Search the records below for the word "left". Copy each line where it occurs.

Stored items
═══

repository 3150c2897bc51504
//! Aspect-ratio preserving tile normalization
//!
//! Tiles cut near the image border (or grown by overlap) rarely match the
//! nominal tile size. The normalizer fits such a tile into the target box
//! without distortion and pads the remainder, so every produced tile has
//! exactly the requested dimensions.

use image::imageops::{self, FilterType};
use image::{DynamicImage, Rgb, RgbImage};
use log::debug;

/// Padding colour behind normalized tiles
pub const BACKGROUND: Rgb<u8> = Rgb([255, 255, 255]);

/// Fits tiles into a fixed box, padding with a background colour
#[derive(Debug, Clone, Copy)]
pub struct AspectRatioNormalizer {
    filter: FilterType,
    background: Rgb<u8>,
}

impl Default for AspectRatioNormalizer {
    fn default() -> Self {
        AspectRatioNormalizer {
            filter: FilterType::Lanczos3,
            background: BACKGROUND,
        }
    }
}

impl AspectRatioNormalizer {
    pub fn new() -> Self {
        Self::default()
    }

    /// Normalize `tile` to exactly `target_width x target_height`
    ///
    /// The tile is downscaled (never upscaled) until it fits the box with
    /// its ratio intact. If it does not fill the box, it is centred on a
    /// background canvas; an alpha channel, when present, masks the paste.
    ///
    /// # Arguments
    /// * `tile` - Cropped tile
    /// * `target_width` - Width of the output
    /// * `target_height` - Height of the output
    ///
    /// # Returns
    /// An image of exactly the target size
    pub fn normalize(&self, tile: &DynamicImage, target_width: u32, target_height: u32) -> DynamicImage {
        let (width, height) = (tile.width(), tile.height());
        let (scaled_width, scaled_height) = fit_within(width, height, target_width, target_height);

        let scaled = if (scaled_width, scaled_height) == (width, height) {
            tile.clone()
        } else {
            debug!("Scaling tile {}x{} to {}x{}", width, height, scaled_width, scaled_height);
            tile.resize_exact(scaled_width, scaled_height, self.filter)
        };

        if (scaled_width, scaled_height) == (target_width, target_height) {
            return scaled;
        }

        let pad_x = target_width.saturating_sub(scaled_width) / 2;
        let pad_y = target_height.saturating_sub(scaled_height) / 2;
        debug!("Padding tile onto {}x{} canvas at ({}, {})", target_width, target_height, pad_x, pad_y);

        if scaled.color().has_alpha() {
            let mut canvas = DynamicImage::ImageRgb8(RgbImage::from_pixel(
                target_width,
                target_height,
                self.background,
            ))
            .to_rgba8();
            imageops::overlay(&mut canvas, &scaled.to_rgba8(), pad_x as i64, pad_y as i64);
            DynamicImage::ImageRgb8(DynamicImage::ImageRgba8(canvas).to_rgb8())
        } else {
            let mut canvas = RgbImage::from_pixel(target_width, target_height, self.background);
            imageops::replace(&mut canvas, &scaled.to_rgb8(), pad_x as i64, pad_y as i64);
            DynamicImage::ImageRgb8(canvas)
        }
    }
}

/// Largest size with the ratio of `width:height` that fits the target box
///
/// Sizes already inside the box are returned unchanged. Each side is at
/// least one pixel and never exceeds the box.
pub fn fit_within(width: u32, height: u32, target_width: u32, target_height: u32) -> (u32, u32) {
    if width <= target_width && height <= target_height {
        return (width, height);
    }

    let ratio = f64::min(
        target_width as f64 / width as f64,
        target_height as f64 / height as f64,
    );
    let fitted = |side: u32, limit: u32| ((side as f64 * ratio).round() as u32).clamp(1, limit.max(1));

    (fitted(width, target_width), fitted(height, target_height))
}
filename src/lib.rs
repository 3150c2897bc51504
pub mod errors;
pub mod config;
pub mod utils;
pub mod extractor;
pub mod result;
pub mod validation;
pub mod tools;
pub mod commands;
pub mod api;

pub use crate::api::Retile;

pub use config::{Coordinate, OutputPattern, TilingConfig, TilingConfigBuilder};
pub use errors::{ErrorCode, RetileError, RetileResult, TileError, ValidationError};
pub use extractor::{
    AspectRatioNormalizer, BoundsCalculator, CropBounds, ExtractionPipeline, ProgressSink, Region,
    TileEncoding, TilePlan, TileWriter,
};
pub use result::{TileOutcome, TileRecord, ToolResult};
pub use tools::{TilingTool, Tool, ToolRegistry};
pub use utils::memory_utils::{MemoryEstimate, MemoryEstimator};
pub use validation::ConfigValidator;
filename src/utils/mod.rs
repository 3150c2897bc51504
//! Utility modules for common functionality
//!
//! This module provides various utility functions and types used throughout the application.

pub mod logger;
pub mod progress;
pub mod image_utils;
pub mod memory_utils;
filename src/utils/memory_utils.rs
//! Memory usage heuristics
//!
//! The estimate is an upper bound used to reject configurations that are
//! likely to exhaust memory before any pixel work starts. It does not
//! reflect actual allocations.

use serde::Serialize;

/// Bytes per pixel assumed for the decoded image (RGB)
pub const DEFAULT_BYTES_PER_PIXEL: u32 = 3;

/// Estimates above this many megabytes fail validation
pub const MEMORY_CEILING_MB: f64 = 1024.0;

const BYTES_PER_MB: f64 = 1024.0 * 1024.0;

/// Estimated memory use of one run, in megabytes
#[derive(Debug, Clone, Copy, PartialEq, Serialize)]
pub struct MemoryEstimate {
    pub base_image_mb: f64,
    pub per_tile_mb: f64,
    pub peak_memory_mb: f64,
}

impl MemoryEstimate {
    pub fn exceeds(&self, limit_mb: f64) -> bool {
        self.peak_memory_mb > limit_mb
    }
}

pub struct MemoryEstimator;

impl MemoryEstimator {
    /// Estimate memory for tiling an image
    ///
    /// # Arguments
    /// * `image_width`, `image_height` - Source image size
    /// * `tile_count` - Number of tiles (treated as 1 when zero)
    /// * `bytes_per_pixel` - Bytes per decoded pixel
    pub fn estimate(image_width: u32, image_height: u32, tile_count: usize, bytes_per_pixel: u32) -> MemoryEstimate {
        let pixels = image_width as f64 * image_height as f64;
        let bytes_per_pixel = bytes_per_pixel as f64;

        let base_image_mb = pixels * bytes_per_pixel / BYTES_PER_MB;
        let avg_tile_pixels = pixels / tile_count.max(1) as f64;
        let per_tile_mb = avg_tile_pixels * bytes_per_pixel / BYTES_PER_MB;

        MemoryEstimate {
            base_image_mb,
            per_tile_mb,
            peak_memory_mb: base_image_mb * 1.5 + per_tile_mb * 2.0,
        }
    }

    /// Estimate with the default RGB pixel size
    pub fn estimate_rgb(image_width: u32, image_height: u32, tile_count: usize) -> MemoryEstimate {
        Self::estimate(image_width, image_height, tile_count, DEFAULT_BYTES_PER_PIXEL)
    }
}
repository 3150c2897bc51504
//! Tile extraction pipeline
//!
//! The pipeline walks the configured coordinates in order, crops each
//! tile, optionally normalizes it, encodes it and records the outcome.
//! Recoverable per-tile failures are recorded and skipped over; critical
//! ones (permission denied, out of memory) stop the run and return what
//! was produced so far.
//!
//! The pipeline only emits `log` records. Anything user-facing goes
//! through a [`ProgressSink`] supplied by the caller.

use std::fs;
use std::path::{Path, PathBuf};
use std::time::Instant;

use image::DynamicImage;
use log::{debug, error, info, warn};
use serde_json::{json, Value};

use crate::config::{is_plain_filename, Coordinate, OutputPattern, TilingConfig};
use crate::errors::{ErrorCode, RetileResult, TileError};
use crate::result::{TileOutcome, TileRecord, ToolResult};
use crate::utils::image_utils::ImageInfo;

use super::encoder::TileEncoding;
use super::normalizer::AspectRatioNormalizer;
use super::region::BoundsCalculator;

/// Receives per-tile progress notifications
pub trait ProgressSink {
    fn tile_started(&self, _index: usize, _coordinate: Coordinate) {}
    fn tile_finished(&self, _index: usize, _outcome: &TileOutcome) {}
}

/// Progress sink that ignores every notification
pub struct NoProgress;

impl ProgressSink for NoProgress {}

/// Destination for encoded tiles
pub trait TileWriter {
    /// Encode `tile` and store it at `path`
    fn write(&self, encoding: &TileEncoding, tile: &DynamicImage, path: &Path) -> Result<(), TileError>;
}

/// Writes tiles to the filesystem
pub struct FileWriter;

impl TileWriter for FileWriter {
    fn write(&self, encoding: &TileEncoding, tile: &DynamicImage, path: &Path) -> Result<(), TileError> {
        encoding.write_to_path(tile, path)
    }
}

/// Lifecycle of one pipeline run
#[derive(Debug, Clone, Copy, PartialEq, Eq)]
pub enum PipelineState {
    Initialized,
    Validating,
    Extracting,
    Completed,
    Aborted,
}

/// Extracts the tiles of one configuration from a decoded image
pub struct ExtractionPipeline<'a> {
    config: &'a TilingConfig,
    pattern: OutputPattern,
    encoding: TileEncoding,
    normalizer: AspectRatioNormalizer,
    progress: &'a dyn ProgressSink,
    writer: &'a dyn TileWriter,
    state: PipelineState,
    output_dir_ready: bool,
}

impl<'a> ExtractionPipeline<'a> {
    /// Prepare a pipeline for `config`
    ///
    /// Fails when the output pattern does not parse or no encoder exists
    /// for the input extension.
    pub fn new(config: &'a TilingConfig) -> RetileResult<Self> {
        let pattern = OutputPattern::parse(&config.output_pattern)?;
        let encoding = TileEncoding::for_extension(&config.input_extension())?;

        Ok(ExtractionPipeline {
            config,
            pattern,
            encoding,
            normalizer: AspectRatioNormalizer::default(),
            progress: &NoProgress,
            writer: &FileWriter,
            state: PipelineState::Initialized,
            output_dir_ready: false,
        })
    }

    /// Report progress to `sink`
    pub fn with_progress(mut self, sink: &'a dyn ProgressSink) -> Self {
        self.progress = sink;
        self
    }

    /// Store tiles through `writer` instead of the filesystem
    pub fn with_writer(mut self, writer: &'a dyn TileWriter) -> Self {
        self.writer = writer;
        self
    }

    pub fn state(&self) -> PipelineState {
        self.state
    }

    /// Mark the run as being validated by the caller
    pub fn begin_validation(&mut self) {
        self.transition(PipelineState::Validating);
    }

    fn transition(&mut self, next: PipelineState) {
        debug!("Pipeline state {:?} -> {:?}", self.state, next);
        self.state = next;
    }

    /// Extract every configured tile from `image`
    ///
    /// # Returns
    /// A report with `success == true` only when every coordinate produced
    /// a tile
    pub fn run(&mut self, image: &DynamicImage) -> ToolResult {
        let started = Instant::now();
        self.transition(PipelineState::Extracting);

        let config = self.config;
        let coordinates = &config.coordinates;
        let base = config.input_stem();
        let ext = config.input_extension();

        info!(
            "Extracting {} tiles of {}x{} from {}x{} image",
            coordinates.len(),
            config.tile_width,
            config.tile_height,
            image.width(),
            image.height()
        );

        let mut result = ToolResult::new();
        let mut records = Vec::with_capacity(coordinates.len());
        let mut critical: Option<(usize, Coordinate, TileError)> = None;

        for (index, &coordinate) in coordinates.iter().enumerate() {
            self.progress.tile_started(index, coordinate);

            let outcome = match self.extract_tile(image, coordinate, &base, &ext) {
                Ok(outcome) => outcome,
                Err(err) if err.is_critical() => {
                    error!("Aborting at tile {} ({}, {}): {}", index, coordinate.x, coordinate.y, err);
                    critical = Some((index, coordinate, err));
                    break;
                }
                Err(err) => {
                    warn!("Failed to extract tile {} at ({}, {}): {}", index, coordinate.x, coordinate.y, err);
                    TileOutcome::Failed { reason: err.to_string() }
                }
            };

            match &outcome {
                TileOutcome::Success { path, .. } => {
                    if config.verbose {
                        info!("Created tile {}/{}: {}", index + 1, coordinates.len(), path.display());
                    }
                    result.output_files.push(path.clone());
                }
                TileOutcome::Skipped { bounds } => {
                    warn!(
                        "Invalid crop area for tile {} at ({}, {}): ({}, {}, {}, {})",
                        index, coordinate.x, coordinate.y, bounds.left, bounds.top, bounds.right, bounds.bottom
                    );
                }
                TileOutcome::Failed { .. } => {}
            }

            self.progress.tile_finished(index, &outcome);
            records.push(TileRecord::new(index, coordinate, outcome));
        }

        result.execution_time = started.elapsed();

        match critical {
            Some((index, coordinate, err)) => {
                self.transition(PipelineState::Aborted);
                self.finish_aborted(result, &records, index, coordinate, err)
            }
            None => {
                self.transition(PipelineState::Completed);
                self.finish_completed(result, &records, image)
            }
        }
    }

    /// Produce one tile
    ///
    /// # Returns
    /// `Skipped` for empty crop boxes, `Success` with the output path
    /// otherwise, or the classified error
    fn extract_tile(
        &mut self,
        image: &DynamicImage,
        coordinate: Coordinate,
        base: &str,
        ext: &str,
    ) -> Result<TileOutcome, TileError> {
        let config = self.config;
        let bounds = BoundsCalculator::compute(
            coordinate.x,
            coordinate.y,
            config.tile_width,
            config.tile_height,
            config.overlap,
            image.width(),
            image.height(),
        );

        let Some(region) = bounds.to_region() else {
            return Ok(TileOutcome::Skipped { bounds });
        };

        debug!(
            "Cropping tile at ({}, {}): x={}, y={}, width={}, height={}",
            coordinate.x, coordinate.y, region.x, region.y, region.width, region.height
        );
        let mut tile = image.crop_imm(region.x, region.y, region.width, region.height);

        if config.maintain_aspect {
            tile = self.normalizer.normalize(&tile, config.tile_width, config.tile_height);
        }

        let filename = self.pattern.expand(base, coordinate.x, coordinate.y, ext);
        if !is_plain_filename(&filename) {
            return Err(TileError::recoverable(format!(
                "output pattern produced '{}', which is not a plain filename",
                filename
            )));
        }
        let path = config.output_dir.join(&filename);

        if !config.dry_run {
            self.ensure_output_dir()?;
            self.writer.write(&self.encoding, &tile, &path)?;
        }

        Ok(TileOutcome::Success {
            path,
            width: tile.width(),
            height: tile.height(),
        })
    }

    /// Create the output directory before the first write
    fn ensure_output_dir(&mut self) -> Result<(), TileError> {
        if self.output_dir_ready {
            return Ok(());
        }

        let dir = &self.config.output_dir;
        fs::create_dir_all(dir)
            .map_err(|e| TileError::from_io(&format!("creating output directory {}", dir.display()), &e))?;

        debug!("Output directory ready: {}", dir.display());
        self.output_dir_ready = true;
        Ok(())
    }

    fn finish_completed(&self, mut result: ToolResult, records: &[TileRecord], image: &DynamicImage) -> ToolResult {
        let config = self.config;
        let attempted = records.len();
        let succeeded = records.iter().filter(|r| r.outcome.is_success()).count();
        let failed = attempted - succeeded;

        let total_pixels: u64 = records.iter().map(|r| r.outcome.pixels()).sum();
        let seconds = result.execution_time.as_secs_f64();
        let pixels_per_second = if seconds > 0.0 { total_pixels as f64 / seconds } else { 0.0 };

        let processed: Vec<Value> = records
            .iter()
            .filter(|r| r.outcome.is_success())
            .map(|r| json!([r.x, r.y]))
            .collect();
        let failures: Vec<&TileRecord> = records.iter().filter(|r| !r.outcome.is_success()).collect();

        result.insert_metadata("tile_count", succeeded);
        result.insert_metadata("tile_size", format!("{}x{}", config.tile_width, config.tile_height));
        result.insert_metadata("overlap", config.overlap);
        result.insert_metadata("maintain_aspect", config.maintain_aspect);
        result.insert_metadata("total_pixels_processed", total_pixels);
        result.insert_metadata("pixels_per_second", pixels_per_second);
        result.insert_metadata("processing_time_ms", seconds * 1000.0);
        result.insert_metadata("failed_tiles", failed);
        result.insert_metadata("coordinates_processed", processed);
        result.insert_metadata("input_image_info", json!(ImageInfo::from_image(image)));
        result.insert_metadata("tile_failures", json!(failures));
        result.insert_metadata("dry_run", config.dry_run);

        result.success = failed == 0;
        if result.success {
            result.message = format!(
                "Successfully extracted {} tiles in {:.2}s ({:.1}MP/s)",
                succeeded,
                seconds,
                pixels_per_second / 1_000_000.0
            );
            info!("{}", result.message);
        } else {
            let code = if succeeded > 0 {
                ErrorCode::PartialFailure
            } else {
                ErrorCode::ProcessingError
            };
            result.error_code = Some(code.as_str().to_string());
            result.message = format!(
                "Extracted {} of {} tiles; {} failed",
                succeeded, attempted, failed
            );
            warn!("{}", result.message);
        }

        result
    }

    fn finish_aborted(
        &self,
        mut result: ToolResult,
        records: &[TileRecord],
        index: usize,
        coordinate: Coordinate,
        err: TileError,
    ) -> ToolResult {
        let completed = records.iter().filter(|r| r.outcome.is_success()).count();
        let code = err.code().unwrap_or(ErrorCode::ProcessingError);

        result.success = false;
        result.error_code = Some(code.as_str().to_string());
        result.message = format!(
            "Failed to extract tile {} at ({}, {}): {}",
            index, coordinate.x, coordinate.y, err
        );
        result.insert_metadata("error", err.to_string());
        result.insert_metadata("error_type", "Critical");
        result.insert_metadata("tiles_completed", completed);
        result.insert_metadata("tiles_attempted", self.config.coordinates.len());
        result.insert_metadata("partial_results", result.output_files.len());
        result.insert_metadata("aborted_at", index);

        result
    }
}

/// Paths a run would produce, without touching pixels or the filesystem
///
/// Used for dry-run previews and duplicate detection.
pub fn planned_paths(config: &TilingConfig, pattern: &OutputPattern) -> Vec<PathBuf> {
    let base = config.input_stem();
    let ext = config.input_extension();
    config
        .coordinates
        .iter()
        .map(|c| config.output_dir.join(pattern.expand(&base, c.x, c.y, &ext)))
        .collect()
}
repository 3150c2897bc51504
//! Tests for tiling configuration loading

use std::path::PathBuf;

use crate::config::{parse_coordinates, Coordinate, TilingConfig, TilingConfigBuilder};

#[test]
fn test_parse_coordinates() {
    let coords = parse_coordinates("0,0; 100,50;;200,300").unwrap();
    assert_eq!(
        coords,
        vec![Coordinate::new(0, 0), Coordinate::new(100, 50), Coordinate::new(200, 300)]
    );
}

#[test]
fn test_parse_coordinates_rejects_bad_input() {
    assert!(parse_coordinates("").is_err());
    assert!(parse_coordinates(" ; ").is_err());
    assert!(parse_coordinates("1,2;3").is_err());
    assert!(parse_coordinates("-1,2").is_err());
    assert!(parse_coordinates("99999999999,1").is_err());
}

#[test]
fn test_toml_config_with_defaults() {
    let config = TilingConfig::from_toml_str(
        r#"
        input_path = "images/photo.JPG"
        tile_width = 256
        tile_height = 128
        coordinates = [[0, 0], [256, 128]]
        "#,
    )
    .unwrap();

    assert_eq!(config.input_path, PathBuf::from("images/photo.JPG"));
    assert_eq!(config.output_dir, PathBuf::from("output"));
    assert_eq!(config.coordinates, vec![Coordinate::new(0, 0), Coordinate::new(256, 128)]);
    assert_eq!(config.output_pattern, "{base}_{x}_{y}.{ext}");
    assert_eq!(config.overlap, 0);
    assert!(!config.maintain_aspect && !config.dry_run && !config.verbose);
    assert_eq!(config.input_stem(), "photo");
    assert_eq!(config.input_extension(), "jpg");
}

#[test]
fn test_toml_config_rejects_unknown_fields() {
    let result = TilingConfig::from_toml_str(
        r#"
        input_path = "a.png"
        tile_width = 1
        tile_height = 1
        coordinates = [[0, 0]]
        tile_depth = 3
        "#,
    );
    assert!(result.is_err());
}

#[test]
fn test_missing_required_field() {
    let err = TilingConfig::builder()
        .input_path("a.png")
        .tile_size(10, 10)
        .build()
        .unwrap_err();
    assert!(err.to_string().contains("coordinates"));
}

#[test]
fn test_merge_prefers_overrides() {
    let file = TilingConfigBuilder::from_toml_str(
        r#"
        input_path = "from_file.png"
        tile_width = 64
        tile_height = 64
        coordinates = [[1, 2]]
        overlap = 4
        "#,
    )
    .unwrap();

    let cli = TilingConfig::builder().tile_width(32).dry_run(true);
    let config = file.merge(cli).build().unwrap();

    assert_eq!(config.input_path, PathBuf::from("from_file.png"));
    assert_eq!(config.tile_width, 32);
    assert_eq!(config.tile_height, 64);
    assert_eq!(config.overlap, 4);
    assert!(config.dry_run);
}

#[test]
fn test_extension_fallback() {
    let config = TilingConfig::new("scan", "out", 8, 8, vec![Coordinate::new(0, 0)]);
    assert_eq!(config.input_extension(), "png");
    assert_eq!(config.input_stem(), "scan");
}
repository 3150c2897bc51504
mod config_tests;
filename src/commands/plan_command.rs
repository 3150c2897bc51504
//! Tile plan command
//!
//! Prints where every tile would be cut and written, without decoding
//! pixels or touching the output directory.

use clap::ArgMatches;
use log::warn;

use crate::api::Retile;
use crate::commands::args::config_from_args;
use crate::commands::command_traits::Command;
use crate::config::TilingConfig;
use crate::errors::RetileResult;
use crate::extractor::TilePlan;

/// Command for previewing a run
pub struct PlanCommand {
    config: TilingConfig,
    json: bool,
}

impl PlanCommand {
    pub fn new(args: &ArgMatches) -> RetileResult<Self> {
        Ok(PlanCommand {
            config: config_from_args(args)?,
            json: args.get_flag("json"),
        })
    }

    fn print_plan(&self, plan: &TilePlan) {
        println!("Image: {} ({}x{})", plan.input_path.display(), plan.image_width, plan.image_height);
        println!(
            "Tiles: {}x{} with {} px overlap, {} of {} inside the image",
            plan.tile_width,
            plan.tile_height,
            plan.overlap,
            plan.valid_tile_count(),
            plan.tiles.len()
        );

        for tile in &plan.tiles {
            let b = &tile.bounds;
            if tile.valid {
                println!(
                    "  [{}] ({}, {}) -> crop ({}, {}, {}, {}) {}x{} -> {}",
                    tile.index,
                    tile.x,
                    tile.y,
                    b.left,
                    b.top,
                    b.right,
                    b.bottom,
                    b.width(),
                    b.height(),
                    tile.output_path.display()
                );
            } else {
                println!("  [{}] ({}, {}) -> outside the image", tile.index, tile.x, tile.y);
            }
        }

        println!(
            "Memory: {:.2} MB image, {:.2} MB per tile, {:.2} MB peak",
            plan.memory.base_image_mb, plan.memory.per_tile_mb, plan.memory.peak_memory_mb
        );
        if !plan.processing_feasible {
            println!("Warning: estimated memory exceeds the processing limit");
        }
    }
}

impl Command for PlanCommand {
    fn execute(&self) -> RetileResult<()> {
        let plan = Retile::new().plan(&self.config)?;
        if !plan.processing_feasible {
            warn!("Peak memory estimate {:.1} MB is above the limit", plan.memory.peak_memory_mb);
        }

        if self.json {
            println!("{}", serde_json::to_string_pretty(&plan)?);
        } else {
            self.print_plan(&plan);
        }
        Ok(())
    }
}
//! Run reports
//!
//! A [`ToolResult`] is built while a run progresses and returned once. It
//! serializes to a flat JSON object for machine consumption.

use std::path::PathBuf;
use std::time::Duration;

use serde::{Serialize, Serializer};
use serde_json::{Map, Value};

use crate::config::Coordinate;
use crate::errors::{ErrorCode, RetileResult};
use crate::extractor::CropBounds;

/// Outcome of a run
#[derive(Debug, Clone, PartialEq, Serialize)]
pub struct ToolResult {
    pub success: bool,
    pub message: String,
    /// Produced (or, in dry-run, planned) tiles in coordinate order
    pub output_files: Vec<PathBuf>,
    pub metadata: Map<String, Value>,
    #[serde(serialize_with = "serialize_seconds")]
    pub execution_time: Duration,
    pub error_code: Option<String>,
}

impl ToolResult {
    /// Empty successful result
    pub fn new() -> Self {
        ToolResult {
            success: true,
            message: String::new(),
            output_files: Vec::new(),
            metadata: Map::new(),
            execution_time: Duration::ZERO,
            error_code: None,
        }
    }

    /// Failed result carrying `code`
    pub fn failure(message: impl Into<String>, code: ErrorCode) -> Self {
        ToolResult {
            success: false,
            message: message.into(),
            error_code: Some(code.as_str().to_string()),
            ..ToolResult::new()
        }
    }

    /// Insert a metadata entry, keeping insertion order
    pub fn insert_metadata(&mut self, key: &str, value: impl Into<Value>) {
        self.metadata.insert(key.to_string(), value.into());
    }

    pub fn with_metadata(mut self, key: &str, value: impl Into<Value>) -> Self {
        self.insert_metadata(key, value);
        self
    }

    /// Metadata value as an unsigned integer, if present
    pub fn metadata_u64(&self, key: &str) -> Option<u64> {
        self.metadata.get(key).and_then(Value::as_u64)
    }

    pub fn to_json_pretty(&self) -> RetileResult<String> {
        Ok(serde_json::to_string_pretty(self)?)
    }
}

impl Default for ToolResult {
    fn default() -> Self {
        Self::new()
    }
}

fn serialize_seconds<S: Serializer>(duration: &Duration, serializer: S) -> Result<S::Ok, S::Error> {
    serializer.serialize_f64(duration.as_secs_f64())
}

/// What happened to one coordinate
#[derive(Debug, Clone, PartialEq, Serialize)]
#[serde(tag = "status", rename_all = "snake_case")]
pub enum TileOutcome {
    /// Tile produced (or planned, in dry-run)
    Success { path: PathBuf, width: u32, height: u32 },
    /// Crop box was empty after clamping
    Skipped { bounds: CropBounds },
    /// Crop, normalization or encoding failed
    Failed { reason: String },
}

impl TileOutcome {
    pub fn is_success(&self) -> bool {
        matches!(self, TileOutcome::Success { .. })
    }

    /// Pixels in the produced tile, zero for unsuccessful tiles
    pub fn pixels(&self) -> u64 {
        match self {
            TileOutcome::Success { width, height, .. } => *width as u64 * *height as u64,
            _ => 0,
        }
    }
}

/// Outcome of one coordinate together with its position in the run
#[derive(Debug, Clone, PartialEq, Serialize)]
pub struct TileRecord {
    pub index: usize,
    pub x: u32,
    pub y: u32,
    #[serde(flatten)]
    pub outcome: TileOutcome,
}

impl TileRecord {
    pub fn new(index: usize, coordinate: Coordinate, outcome: TileOutcome) -> Self {
        TileRecord {
            index,
            x: coordinate.x,
            y: coordinate.y,
            outcome,
        }
    }
}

═══

» **SOLUTION TO THE PROBLEM**
                        index, coordinate.x, coordinate.y, bounds.left, bounds.top, bounds.right, bounds.bottom
                    b.left,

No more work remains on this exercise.